I challenge those who blame President Bush for the problem to properly explain the constitutional support for their accusations. I feel it will be

extremely difficult for them to do so; and thus reveal their opinions to be generally political. Congress is the institution that has the authority and power to solve our current problems; and its inability to manifest the necessary leadership _ "profiles in courage" _ at this critical time should not be ignored and camouflaged by conveniently blaming the president.

Many issues of late, such as the Judge Souter nomination, center around the importance of our Constitution and its provisions. I challenge those who currently blame the president for our budget problems to take the time to actually read and honor it.

John F. Bealle, Largo

The paradox lies in President Bush being a statesman who deserves high marks for his handling

of foreign affairs but a failing grade when dealing with our most pressing domestic concern: the budget.

I remember in 1980, a presidential candidate George Bush during a campaign debate terming Ronald Reagan's tax cutting proposal as "voodoo economics." Unfortunately, after he became vice president, he conveniently erased that assessment from his mind and followed President Reagan's idealistic philosophy. And then during his own presidential campaign he coined his famous "Read my lips, no new taxes" phrase and followed the Reaganomics path. Results through the

past 9{ years of the Reagan-Bush presidencies: our national debt has risen to an astronomical $3.2-trillion; with the interest alone expected to reach $300-billion by 1993.

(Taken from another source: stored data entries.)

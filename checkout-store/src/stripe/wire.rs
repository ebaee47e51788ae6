use checkout_core::payment::{CheckoutSession, SessionPaymentStatus};
use serde::Deserialize;
use std::collections::HashMap;

/// A reference that Stripe returns either as a bare id or as the expanded object.
#[derive(Debug, Deserialize)]
#[serde(untagged)]
pub(crate) enum Expandable {
    Id(String),
    Object(ExpandedObject),
}

#[derive(Debug, Deserialize)]
pub(crate) struct ExpandedObject {
    id: String,
}

impl Expandable {
    pub(crate) fn into_id(self) -> String {
        match self {
            Expandable::Id(id) => id,
            Expandable::Object(object) => object.id,
        }
    }
}

#[derive(Debug, Deserialize)]
pub(crate) struct StripeSession {
    id: String,
    url: Option<String>,
    payment_intent: Option<Expandable>,
    payment_status: SessionPaymentStatus,
    metadata: Option<HashMap<String, String>>,
}

impl From<StripeSession> for CheckoutSession {
    fn from(session: StripeSession) -> Self {
        CheckoutSession {
            id: session.id,
            url: session.url,
            payment_intent: session.payment_intent.map(Expandable::into_id),
            payment_status: session.payment_status,
            metadata: session.metadata.unwrap_or_default(),
        }
    }
}

#[derive(Debug, Deserialize)]
pub(crate) struct SearchResult<T> {
    pub data: Vec<T>,
}

#[derive(Debug, Deserialize)]
pub(crate) struct ErrorEnvelope {
    pub error: ErrorDetail,
}

#[derive(Debug, Deserialize)]
pub(crate) struct ErrorDetail {
    pub message: Option<String>,
    #[serde(rename = "type")]
    pub kind: Option<String>,
}
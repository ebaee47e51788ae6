use serde::{Deserialize, Serialize, Serializer};
use std::fmt;

/// Wraps secrets (the gateway API key and webhook secret) so that `Debug` and
/// `Display` never print them. Serialization still emits the real value.
#[derive(Clone, Default, PartialEq, Eq, Deserialize)]
#[serde(transparent)]
pub struct Masked<T>(pub T);

impl<T> fmt::Debug for Masked<T> {
    fn fmt(&self, f: &mut fmt::Formatter<'_>) -> fmt::Result {
        write!(f, "********")
    }
}

impl<T> fmt::Display for Masked<T> {
    fn fmt(&self, f: &mut fmt::Formatter<'_>) -> fmt::Result {
        write!(f, "********")
    }
}

impl<T: Serialize> Serialize for Masked<T> {
    fn serialize<S>(&self, serializer: S) -> Result<S::Ok, S::Error>
    where
        S: Serializer,
    {
        self.0.serialize(serializer)
    }
}

impl<T> Masked<T> {
    pub fn expose(&self) -> &T {
        &self.0
    }
}

impl From<&str> for Masked<String> {
    fn from(value: &str) -> Self {
        Self(value.to_string())
    }
}

impl From<String> for Masked<String> {
    fn from(value: String) -> Self {
        Self(value)
    }
}
use axum::{
    http::StatusCode,
    response::{IntoResponse, Response},
    Json,
};
use checkout_order::CheckoutError;
use serde_json::json;

#[derive(Debug)]
pub enum AppError {
    ValidationError(String),
    NotFoundError(String),
    ConflictError(String),
    UpstreamError(String),
    InternalServerError(String),
    Anyhow(anyhow::Error),
}

impl AppError {
    /// Classifies a checkout start failure. Order problems are the caller's,
    /// provider problems are upstream, the rest is ours.
    pub fn from_checkout(err: CheckoutError) -> Self {
        match err {
            e if e.is_validation() => AppError::ValidationError(e.to_string()),
            CheckoutError::Provider(e) => AppError::UpstreamError(e.to_string()),
            e => AppError::InternalServerError(e.to_string()),
        }
    }
}

impl IntoResponse for AppError {
    fn into_response(self) -> Response {
        let (status, error_message) = match self {
            AppError::ValidationError(msg) => (StatusCode::BAD_REQUEST, msg),
            AppError::NotFoundError(msg) => (StatusCode::NOT_FOUND, msg),
            AppError::ConflictError(msg) => (StatusCode::CONFLICT, msg),
            AppError::UpstreamError(msg) => {
                tracing::warn!("Payment provider error: {}", msg);
                (StatusCode::BAD_GATEWAY, "Payment provider unavailable".to_string())
            }
            AppError::InternalServerError(msg) => {
                tracing::error!("Internal Server Error: {}", msg);
                (StatusCode::INTERNAL_SERVER_ERROR, "Internal Server Error".to_string())
            }
            AppError::Anyhow(err) => {
                tracing::error!("Internal Server Error: {}", err);
                (StatusCode::INTERNAL_SERVER_ERROR, "Internal Server Error".to_string())
            }
        };

        let body = Json(json!({
            "error": error_message,
        }));

        (status, body).into_response()
    }
}

impl<E> From<E> for AppError
where
    E: Into<anyhow::Error>,
{
    fn from(err: E) -> Self {
        Self::Anyhow(err.into())
    }
}
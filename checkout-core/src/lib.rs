pub mod customer;
pub mod order;
pub mod payment;
pub mod repository;
pub mod settings;
pub mod webhook;

pub use order::{Order, PaymentState};
pub use payment::{CheckoutProvider, ProviderError, ProviderResult};

#[derive(Debug, thiserror::Error)]
pub enum CoreError {
    #[error("Validation failed: {0}")]
    ValidationError(String),
    #[error("Settings unavailable: {0}")]
    SettingsError(String),
}

pub type CoreResult<T> = Result<T, CoreError>;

During recent budget discussions with the congressional leadership, the president delegated budget director Darman and Chief of Staff Sununu as his point men in these talks, while he spent time at Camp David. Then the following week when his TV address to the nation failed to draw the support he expected, he withdrew completely from the fray and blamed Congress for the ensuing debacle.

Prior to his TV address he returned from Camp

David by motorcade rather than helicopter to demonstrate his concern in curtailing travel expenses. But again, paradoxically, he has recently made campaign trips in a new jumbo 747 jet to Topeka, Tallahassee, Tampa and Atlanta. I'm sure these were much more costly trips at taxpayers' expense than a 45 minute helicopter ride from Camp David to the White House.

Finally, on Oct. 9, while jogging in Tampa, he refused to give the news media a straightforward answer on the proposed tax increase; instead a rather disdainful statement "read my hips." Not exactly a presidential response. No matter what the final outcome, our chief executive has demonstrated a lack of leadership at a time involving the economic well-being of our country.